脳や神経に鍼灸治療が良いと考えるからには、それに特化した診断や治療があるべきです。今までの経験や、先生方の考えを参考に《脳病六綱》という診断方法を制定し、診断に沿った治療方法を定めて治療にあたっています。
具体的には、脳や神経の病気を(1)静躁、(2)精神、(3)清濁で分類します。
(1)は病気の動きを診ます。静証とは症状が静かなこと、例えば一般的な脳梗塞などです。躁証とは症状が動くこと、例えばパーキンソン病などです。
(2)は病気の場所を診ます。精証とは病が精髄にあることで、老化によって起こるものなどです。神証とは病が脳神にあることで、一過性に起こるものなどです。
(3)は病気の性質を診ます。清証とは元気が足りないことで、濁証とは排泄がうまくいっていないことです。
これらのような基準で、まず脳や神経の病気の特徴をとらえて治療の大方針にします。この《脳病六綱》は当院独自の方法で、この《脳病六綱》をしっかり把握することで鍼灸治療だけではなく、漢方薬や食事療法など、他の治療方法をどのように組み込んでゆくのかを考えられるようになります。
大阪の新城三六先生が考案された治療理論です。
人体も宇宙から影響を受けており、太陽系の惑星配列と人体の経絡臓腑には何らかの関係がある。という仮説から考えられたものですが、新城先生の30年以上に及ぶ長い臨床経験を通して、その理論体系は裏付けられており、また、たくさんの鍼灸師がその理論を元に治療を行い、理論の正当性を実感しています。
要は、「この理論を理解して鍼灸治療をすると良く効く」ということです(笑)。
中国の言葉に、「内科は風喘鼓噎、婦人科は経帯胎産、小児科は麻痘驚疳、針灸は痺厥痴癱」というものがあります。
鍼灸が得意な症状は、「痺」つまり痛みのある症状のこと。「厥」つまり意識を失うような症状のこと。「痴」つまり痴呆症状のこと。「癱」つまり麻痺、半身麻痺の症状のことです。どれも、現代で考えると脳や神経に関係する症状です。
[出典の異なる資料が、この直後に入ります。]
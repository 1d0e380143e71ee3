use axum::Form;
use axum::Json;
use axum::extract::State;
use axum::extract::rejection::FormRejection;
use neat_core::ContentStorage;

use super::parse_form;
use crate::error::Result;
use crate::model::PasswordForm;
use crate::state::AppState;

/// Exports the whole store for the admin.
pub async fn all_handler(
    State(state): State<AppState>,
    form: std::result::Result<Form<PasswordForm>, FormRejection>,
) -> Result<Json<ContentStorage>> {
    let form = parse_form(form)?;
    state.authorize(&form.password)?;

    let storage = state
        .feed
        .export()
        .await
        .map_err(|err| state.escalate(err))?;

    tracing::info!(
        links = storage.links.len(),
        shorts = storage.shorts.len(),
        "admin exported all content"
    );
    Ok(Json(storage))
}
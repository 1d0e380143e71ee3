use std::net::SocketAddr;
use std::path::PathBuf;

use clap::Parser;
use jiff::SignedDuration;
use neat_feed::FeedSettings;
use neat_feed::settings::DEFAULT_SHORT_LINK_BASE;

pub const LISTEN_ADDR_ENV: &str = "NEAT_LISTEN_ADDR";
pub const STORAGE_FILE_ENV: &str = "NEAT_STORAGE_FILE";
pub const ADMIN_KEY_FILE_ENV: &str = "NEAT_ADMIN_KEY_FILE";
pub const STATIC_DIR_ENV: &str = "NEAT_STATIC_DIR";
pub const SHORT_LINK_BASE_ENV: &str = "NEAT_SHORT_LINK_BASE";
pub const PUBLIC_LINKS_ENV: &str = "NEAT_PUBLIC_LINKS";
pub const PUBLIC_SHORTS_ENV: &str = "NEAT_PUBLIC_SHORTS";
pub const SHORTS_REFRESH_SECS_ENV: &str = "NEAT_SHORTS_REFRESH_SECS";

pub const DEFAULT_LISTEN_ADDR: &str = "0.0.0.0:8080";
pub const DEFAULT_STORAGE_FILE: &str = "./neatStuff.json";
pub const DEFAULT_ADMIN_KEY_FILE: &str = "./admin.key";
pub const DEFAULT_STATIC_DIR: &str = "./static";

#[derive(Debug, Parser)]
#[command(name = "neat", about = "Serves a curated feed of links and shorts")]
pub struct Cli {
    /// Port to listen on. Overrides the port of `--listen-addr`.
    pub port: Option<u16>,

    #[arg(long, env = LISTEN_ADDR_ENV, default_value = DEFAULT_LISTEN_ADDR)]
    pub listen_addr: SocketAddr,

    #[arg(long, env = STORAGE_FILE_ENV, default_value = DEFAULT_STORAGE_FILE)]
    pub storage_file: PathBuf,

    /// File whose first line is the admin password.
    #[arg(long, env = ADMIN_KEY_FILE_ENV, default_value = DEFAULT_ADMIN_KEY_FILE)]
    pub admin_key_file: PathBuf,

    #[arg(long, env = STATIC_DIR_ENV, default_value = DEFAULT_STATIC_DIR)]
    pub static_dir: PathBuf,

    #[arg(long, env = SHORT_LINK_BASE_ENV, default_value = DEFAULT_SHORT_LINK_BASE)]
    pub short_link_base: String,

    #[arg(long, env = PUBLIC_LINKS_ENV, default_value_t = 5)]
    pub public_links: usize,

    #[arg(long, env = PUBLIC_SHORTS_ENV, default_value_t = 10)]
    pub public_shorts: usize,

    /// Maximum age of the cached shorts page, in seconds.
    #[arg(long, env = SHORTS_REFRESH_SECS_ENV, default_value_t = 3600)]
    pub shorts_refresh_secs: u64,
}

impl Cli {
    pub fn listen_addr(&self) -> SocketAddr {
        let mut addr = self.listen_addr;
        if let Some(port) = self.port {
            addr.set_port(port);
        }
        addr
    }

    pub fn feed_settings(&self) -> FeedSettings {
        FeedSettings::builder()
            .public_links(self.public_links)
            .public_shorts(self.public_shorts)
            .shorts_staleness(SignedDuration::from_secs(
                i64::try_from(self.shorts_refresh_secs).unwrap_or(i64::MAX),
            ))
            .short_link_base(self.short_link_base.clone())
            .build()
    }
}
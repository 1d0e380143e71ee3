use jiff::SignedDuration;
use typed_builder::TypedBuilder;

pub const DEFAULT_SHORT_LINK_BASE: &str = "https://links.ethohampton.com/";

/// Tunables for [`FeedService`](crate::FeedService).
#[derive(Debug, Clone, TypedBuilder)]
pub struct FeedSettings {
    /// How many of the most recently added links are public.
    #[builder(default = 5)]
    pub public_links: usize,
    /// How many released shorts are public.
    #[builder(default = 10)]
    pub public_shorts: usize,
    /// Maximum age of the cached shorts view. Shorts become public by the
    /// passage of time, not by writes, so the view must be recomputed
    /// periodically.
    #[builder(default = SignedDuration::from_hours(1))]
    pub shorts_staleness: SignedDuration,
    /// Minimum gap between two shorts' release times.
    #[builder(default = SignedDuration::from_hours(24))]
    pub release_separation: SignedDuration,
    /// Upper bound (exclusive) of the random delay, in seconds, added to a
    /// release time pushed back by the separation rule.
    #[builder(default = 300)]
    pub release_jitter_secs: u32,
    /// Prefix for links that carry a short link.
    #[builder(default = DEFAULT_SHORT_LINK_BASE.to_string(), setter(into))]
    pub short_link_base: String,
}

impl Default for FeedSettings {
    fn default() -> Self {
        Self::builder().build()
    }
}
鍼灸院で全てに対応できる訳ではありませんが、脳や神経に特化した大学病院で研修を続け、運動ニューロン病(以下MND)や筋萎縮性側索硬化症(以下ALS)、脳血管障害(以下CVD)などの病気をたくさん診て、患者さんと共に治療に取り組んできた当院だからできる治療があると思っています。